O ministro Alexandre de Moraes, do Supremo Tribunal Federal (STF), decidiu nesta quarta-feira (16) manter em vigor o decreto presidencial que reajustou as alíquotas do Imposto sobre Operações Financeiras (IOF), apesar de impasses entre o governo federal e o Congresso. A medida, no entanto, exclui a parte do texto que previa a tributação de operações conhecidas como “risco sacado”.
Essa parte do decreto já vinha sendo alvo de negociações entre o Legislativo e o Ministério da Fazenda e estava com revogação prevista, conforme antecipado pelo ministro Fernando Haddad nesta terça-feira (15).
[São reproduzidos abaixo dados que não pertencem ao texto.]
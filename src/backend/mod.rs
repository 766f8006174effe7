//! Companion backend: streaming catalogue listings and the user service.
//!
//! Listings are keyed by the backend's own slugs. The app needs MAL ids to
//! talk to the public catalog, so every listed item is enriched through
//! [`AnimeDirectory::anime_mal_id`].

mod client;
mod types;

pub use client::BackendClient;
pub use types::{AnimeSummary, EpisodeCounts, ListPage};

use crate::Result;
use async_trait::async_trait;

#[async_trait]
pub trait AnimeDirectory: Send + Sync {
    async fn azlist_page(&self, page: u32) -> Result<ListPage>;

    /// Most popular titles, paginated like the A-Z listing.
    async fn most_popular(&self, page: u32) -> Result<ListPage>;

    /// Latest updated titles. Not paginated.
    async fn recently_updated(&self) -> Result<Vec<AnimeSummary>>;

    /// `Ok(None)` when the entry exists but carries no MAL id.
    async fn anime_mal_id(&self, anime_id: &str) -> Result<Option<u64>>;
}

#[async_trait]
pub trait WatchHistory: Send + Sync {
    /// Watched MAL ids, oldest first.
    async fn last_watch_ids(&self, user_id: &str) -> Result<Vec<u64>>;
}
Na decisão, Moraes ressaltou que o presidente da República possui competência constitucional para alterar alíquotas do IOF por decreto, desde que respeitados os limites estabelecidos em lei. Ele destacou que o IOF cumpre função extrafiscal, sendo um instrumento de política monetária e regulação do mercado financeiro, o que justifica exceções aos princípios tributários da legalidade e da anterioridade.
Com a decisão, o STF garante a continuidade do reajuste promovido pelo Executivo, ao mesmo tempo em que atende a pressões do Congresso ao suspender a cobrança sobre o risco sacado, considerada sensível por diversos setores econômicos.